** TASK INSTRUCTIONS **
From the entries, copy out every line in which the word "tracing" is found.

(Beginning of GIVEN RECORDS)

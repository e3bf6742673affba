//! Holiday API endpoints
//!
//! Every route here requires a session.

use axum::{extract::State, response::IntoResponse, Router};
use serde::{Deserialize, Serialize};

use super::common::{ApiResponse, DateRangeRequest, JsonBody};
use super::middleware::{ApiError, AppState, RotatedToken};
use crate::models::{Holiday, HolidayWithStudents, StudentWithHolidays};
use crate::services::HolidayServiceError;

impl From<HolidayServiceError> for ApiError {
    fn from(err: HolidayServiceError) -> Self {
        match err {
            HolidayServiceError::Validation(errors) => ApiError::validation_failed(errors),
            HolidayServiceError::InvalidStudents(ids) => ApiError::with_details(
                "VALIDATION_ERROR",
                "Some students were not found",
                serde_json::json!({ "invalidIds": ids }),
            ),
            HolidayServiceError::NotFound(msg) => ApiError::not_found(msg),
            HolidayServiceError::Conflict(msg) => ApiError::conflict(msg),
            HolidayServiceError::Internal(e) => ApiError::internal(format!("{:#}", e)),
        }
    }
}

#[derive(Debug, Deserialize)]
pub struct CreateRequest {
    #[serde(default)]
    pub name: String,
    #[serde(default)]
    pub start_date: String,
    pub end_date: Option<String>,
}

#[derive(Debug, Deserialize)]
pub struct AssignRequest {
    #[serde(rename = "studentIds", default)]
    pub student_ids: Vec<i64>,
    #[serde(rename = "holidayId", default)]
    pub holiday_id: i64,
}

#[derive(Debug, Deserialize)]
pub struct DeleteRequest {
    #[serde(rename = "holidayId", default)]
    pub holiday_id: i64,
}

#[derive(Debug, Serialize)]
pub struct CreatedHoliday {
    pub holiday: Holiday,
}

#[derive(Debug, Serialize)]
pub struct AssignedStudents {
    #[serde(rename = "assignedStudents")]
    pub assigned_students: Vec<i64>,
}

#[derive(Debug, Serialize)]
pub struct HolidayList {
    pub length: usize,
    pub holiday_list: Vec<HolidayWithStudents>,
}

#[derive(Debug, Serialize)]
pub struct StudentList {
    pub students: Vec<StudentWithHolidays>,
}

pub fn protected_router() -> Router<AppState> {
    Router::new()
        .route("/holiday/create", axum::routing::post(create))
        .route("/holiday/assign-holiday", axum::routing::post(assign))
        .route(
            "/holiday/holiday-list-by-date",
            axum::routing::post(list_by_date),
        )
        .route(
            "/holiday/no-holiday-students",
            axum::routing::post(students_without_holiday),
        )
        .route(
            "/holiday/holiday-students",
            axum::routing::post(students_with_holiday),
        )
        .route("/holiday/delete-holiday", axum::routing::post(delete))
}

/// POST /api/v1/holiday/create
async fn create(
    State(state): State<AppState>,
    rotated: RotatedToken,
    JsonBody(body): JsonBody<CreateRequest>,
) -> Result<impl IntoResponse, ApiError> {
    let holiday = state
        .holiday_service
        .create(&body.name, &body.start_date, body.end_date.as_deref())
        .await?;
    Ok(ApiResponse::new("Holiday created successfully", CreatedHoliday { holiday })
        .with_token(rotated)
        .created())
}

/// POST /api/v1/holiday/assign-holiday
async fn assign(
    State(state): State<AppState>,
    rotated: RotatedToken,
    JsonBody(body): JsonBody<AssignRequest>,
) -> Result<impl IntoResponse, ApiError> {
    let assigned_students = state
        .holiday_service
        .assign(&body.student_ids, body.holiday_id)
        .await?;
    Ok(
        ApiResponse::new("Holiday assigned successfully", AssignedStudents { assigned_students })
            .with_token(rotated)
            .created(),
    )
}

/// POST /api/v1/holiday/holiday-list-by-date
async fn list_by_date(
    State(state): State<AppState>,
    rotated: RotatedToken,
    JsonBody(body): JsonBody<DateRangeRequest>,
) -> Result<ApiResponse<HolidayList>, ApiError> {
    let holiday_list = state
        .holiday_service
        .find_by_range(&body.start_date, body.end_date.as_deref())
        .await?;
    let list = HolidayList {
        length: holiday_list.len(),
        holiday_list,
    };
    Ok(ApiResponse::new("Holidays fetched successfully", list).with_token(rotated))
}

/// POST /api/v1/holiday/no-holiday-students
async fn students_without_holiday(
    State(state): State<AppState>,
    rotated: RotatedToken,
    JsonBody(body): JsonBody<DateRangeRequest>,
) -> Result<ApiResponse<StudentList>, ApiError> {
    let students = state
        .holiday_service
        .find_students_uncovered(&body.start_date, body.end_date.as_deref())
        .await?;
    Ok(
        ApiResponse::new("Students without a holiday fetched successfully", StudentList { students })
            .with_token(rotated),
    )
}

/// POST /api/v1/holiday/holiday-students
async fn students_with_holiday(
    State(state): State<AppState>,
    rotated: RotatedToken,
    JsonBody(body): JsonBody<DateRangeRequest>,
) -> Result<ApiResponse<StudentList>, ApiError> {
    let students = state
        .holiday_service
        .find_students_covered(&body.start_date, body.end_date.as_deref())
        .await?;
    Ok(
        ApiResponse::new("Students on holiday fetched successfully", StudentList { students })
            .with_token(rotated),
    )
}

/// POST /api/v1/holiday/delete-holiday
async fn delete(
    State(state): State<AppState>,
    rotated: RotatedToken,
    JsonBody(body): JsonBody<DeleteRequest>,
) -> Result<ApiResponse<()>, ApiError> {
    state.holiday_service.delete(body.holiday_id).await?;
    Ok(ApiResponse::message("Holiday deleted successfully").with_token(rotated))
}

#[cfg(test)]
mod tests {
    use super::*;
    use axum::http::StatusCode;

    #[test]
    fn test_invalid_students_listed_in_details() {
        let error = ApiError::from(HolidayServiceError::InvalidStudents(vec![4, 9]));
        assert_eq!(error.status(), StatusCode::BAD_REQUEST);
        assert_eq!(
            error.error.details,
            Some(serde_json::json!({ "invalidIds": [4, 9] }))
        );
    }

    #[test]
    fn test_assign_request_field_names() {
        let body: AssignRequest =
            serde_json::from_str(r#"{"studentIds":[1,2,2],"holidayId":5}"#).unwrap();
        assert_eq!(body.student_ids, vec![1, 2, 2]);
        assert_eq!(body.holiday_id, 5);
    }
}
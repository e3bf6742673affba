//! Session token lifecycle
//!
//! Decides whether a presented token is accepted, and rotates it when it is
//! close to expiry or has expired within the grace interval.

use chrono::Utc;
use std::sync::Arc;

use crate::services::revocation::{RevocationError, RevocationStore};
use crate::services::token::{TokenError, TokenIssuer};

/// Tokens with less than this many seconds left are rotated.
pub const ROTATION_THRESHOLD_SECS: i64 = 60;

/// Authentication failures
#[derive(Debug, thiserror::Error)]
pub enum AuthError {
    #[error("Access denied. Sign in again!")]
    Unauthenticated,

    #[error("Token has expired. Sign in again!")]
    Revoked,

    #[error("Invalid or expired token. Sign in again!")]
    Invalid,

    #[error("Internal error: {0}")]
    Internal(#[from] TokenError),

    #[error("Internal error: {0}")]
    Revocation(#[from] RevocationError),

    /// The replacement token came out byte-identical to the presented one
    #[error("Internal error: session token could not be rotated")]
    RotationCollision,
}

/// An accepted request
#[derive(Debug, Clone, PartialEq, Eq)]
pub struct GuardOutcome {
    pub subject_id: i64,
    /// Replacement token when the presented one was rotated
    pub rotated: Option<String>,
}

/// Evaluates presented session tokens.
#[derive(Clone)]
pub struct SessionGuard {
    issuer: Arc<TokenIssuer>,
    revocations: Arc<dyn RevocationStore>,
    grace_secs: i64,
}

impl SessionGuard {
    pub fn new(
        issuer: Arc<TokenIssuer>,
        revocations: Arc<dyn RevocationStore>,
        grace_secs: i64,
    ) -> Self {
        Self {
            issuer,
            revocations,
            grace_secs,
        }
    }

    pub fn issuer(&self) -> &TokenIssuer {
        &self.issuer
    }

    /// Accept, rotate or reject `token`.
    pub async fn evaluate(&self, token: Option<&str>) -> Result<GuardOutcome, AuthError> {
        let token = match token {
            Some(t) if !t.is_empty() => t,
            _ => return Err(AuthError::Unauthenticated),
        };

        if self.revocations.contains(token).await {
            return Err(AuthError::Revoked);
        }

        let now = Utc::now().timestamp();
        match self.issuer.verify(token) {
            Ok(claims) if claims.seconds_left(now) >= ROTATION_THRESHOLD_SECS => Ok(GuardOutcome {
                subject_id: claims.id,
                rotated: None,
            }),
            Ok(claims) => self.rotate(token, claims.id).await,
            Err(TokenError::Expired) => {
                let claims = self
                    .issuer
                    .decode_ignoring_expiry(token)
                    .map_err(|_| AuthError::Invalid)?;
                if claims.within_grace(now, self.grace_secs) {
                    self.rotate(token, claims.id).await
                } else {
                    tracing::debug!(subject = claims.id, "Token expired beyond grace interval");
                    Err(AuthError::Invalid)
                }
            }
            Err(TokenError::Invalid(reason)) => {
                tracing::debug!(%reason, "Rejected session token");
                Err(AuthError::Invalid)
            }
            Err(e) => Err(AuthError::Internal(e)),
        }
    }

    async fn rotate(&self, old: &str, subject_id: i64) -> Result<GuardOutcome, AuthError> {
        let fresh = self.issuer.issue(subject_id)?;
        if fresh == old {
            tracing::error!(
                subject = subject_id,
                duration_secs = self.issuer.duration_secs(),
                "Rotation produced the presented token again"
            );
            return Err(AuthError::RotationCollision);
        }
        // The replacement is only handed out once the old token is revoked
        self.revocations.add(old).await?;
        tracing::debug!(subject = subject_id, "Rotated session token");
        Ok(GuardOutcome {
            subject_id,
            rotated: Some(fresh),
        })
    }
}

#[cfg(test)]
mod tests {
    use super::*;
    use crate::services::revocation::MemoryRevocationStore;
    use std::time::Duration;

    const GRACE: i64 = 3_600;

    fn guard() -> (SessionGuard, Arc<MemoryRevocationStore>) {
        let store = Arc::new(MemoryRevocationStore::new(100, Duration::from_secs(60)));
        let issuer = Arc::new(TokenIssuer::new(Some("guard-secret"), 86_400));
        (SessionGuard::new(issuer, store.clone(), GRACE), store)
    }

    #[tokio::test]
    async fn test_missing_token() {
        let (guard, _) = guard();
        assert!(matches!(guard.evaluate(None).await, Err(AuthError::Unauthenticated)));
        assert!(matches!(guard.evaluate(Some("")).await, Err(AuthError::Unauthenticated)));
    }

    #[tokio::test]
    async fn test_fresh_token_is_accepted_without_rotation() {
        let (guard, store) = guard();
        let token = guard.issuer().issue(5).unwrap();

        let outcome = guard.evaluate(Some(&token)).await.unwrap();
        assert_eq!(outcome, GuardOutcome { subject_id: 5, rotated: None });
        assert!(!store.contains(&token).await);
    }

    #[tokio::test]
    async fn test_stale_token_rotates_once() {
        let (guard, store) = guard();
        let token = guard.issuer().issue_with_ttl(5, 30).unwrap();

        let outcome = guard.evaluate(Some(&token)).await.unwrap();
        let fresh = outcome.rotated.expect("stale token should rotate");
        assert_eq!(outcome.subject_id, 5);
        assert_ne!(fresh, token);
        assert!(store.contains(&token).await);

        // The replacement is fresh, and the old token is now revoked
        let next = guard.evaluate(Some(&fresh)).await.unwrap();
        assert!(next.rotated.is_none());
        assert!(matches!(guard.evaluate(Some(&token)).await, Err(AuthError::Revoked)));
    }

    #[tokio::test]
    async fn test_expired_within_grace_rotates() {
        let (guard, store) = guard();
        let token = guard.issuer().issue_with_ttl(8, -10).unwrap();

        let outcome = guard.evaluate(Some(&token)).await.unwrap();
        assert_eq!(outcome.subject_id, 8);
        assert!(outcome.rotated.is_some());
        assert!(store.contains(&token).await);
    }

    #[tokio::test]
    async fn test_expired_beyond_grace_is_invalid() {
        let (guard, store) = guard();
        let token = guard.issuer().issue_with_ttl(8, -(GRACE + 10)).unwrap();

        assert!(matches!(guard.evaluate(Some(&token)).await, Err(AuthError::Invalid)));
        assert!(!store.contains(&token).await);
    }

    #[tokio::test]
    async fn test_foreign_signature_is_invalid() {
        let (guard, _) = guard();
        let foreign = TokenIssuer::new(Some("someone-else"), 86_400).issue(1).unwrap();

        assert!(matches!(guard.evaluate(Some(&foreign)).await, Err(AuthError::Invalid)));
        assert!(matches!(guard.evaluate(Some("junk")).await, Err(AuthError::Invalid)));
    }

    #[tokio::test]
    async fn test_revoked_token_is_rejected_before_verification() {
        let (guard, store) = guard();
        let token = guard.issuer().issue(2).unwrap();
        store.add(&token).await.unwrap();

        assert!(matches!(guard.evaluate(Some(&token)).await, Err(AuthError::Revoked)));
    }

    #[tokio::test]
    async fn test_revoked_token_survives_a_full_store() {
        let store = Arc::new(MemoryRevocationStore::new(10, Duration::from_secs(3_660)));
        let issuer = Arc::new(TokenIssuer::new(Some("guard-secret"), 86_400));
        let guard = SessionGuard::new(issuer, store.clone(), GRACE);

        let victim = guard.issuer().issue_with_ttl(1, 30).unwrap();
        assert!(guard.evaluate(Some(&victim)).await.unwrap().rotated.is_some());

        let mut refused = 0;
        for id in 2..=60 {
            let stale = guard.issuer().issue_with_ttl(id, 30).unwrap();
            match guard.evaluate(Some(&stale)).await {
                Ok(outcome) => assert!(outcome.rotated.is_some()),
                Err(AuthError::Revocation(RevocationError::Full { capacity: 10 })) => {
                    // No replacement, and the stale token is not marked revoked
                    assert!(!store.contains(&stale).await);
                    refused += 1;
                }
                Err(e) => panic!("unexpected error: {e:?}"),
            }
        }
        assert_eq!(refused, 50);

        assert!(matches!(guard.evaluate(Some(&victim)).await, Err(AuthError::Revoked)));
    }

    #[tokio::test]
    async fn test_short_duration_never_hands_back_the_revoked_token() {
        let store = Arc::new(MemoryRevocationStore::new(100, Duration::from_secs(60)));
        let issuer = Arc::new(TokenIssuer::new(Some("s"), 30));
        let guard = SessionGuard::new(issuer, store.clone(), GRACE);
        let token = guard.issuer().issue(3).unwrap();

        match guard.evaluate(Some(&token)).await {
            Err(AuthError::RotationCollision) => assert!(!store.contains(&token).await),
            // Issued across a second boundary, so the claims differ
            Ok(outcome) => {
                let fresh = outcome.rotated.expect("short-lived token should rotate");
                assert_ne!(fresh, token);
                assert!(!store.contains(&fresh).await);
            }
            Err(e) => panic!("unexpected error: {e:?}"),
        }
    }
}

(End of GIVEN RECORDS)

** EXERCISE RESULT **
                    tracing::debug!(subject = claims.id, "Token expired beyond grace interval");
                tracing::debug!(%reason, "Rejected session token");
            tracing::error!(
        tracing::debug!(subject = subject_id, "Rotated session token");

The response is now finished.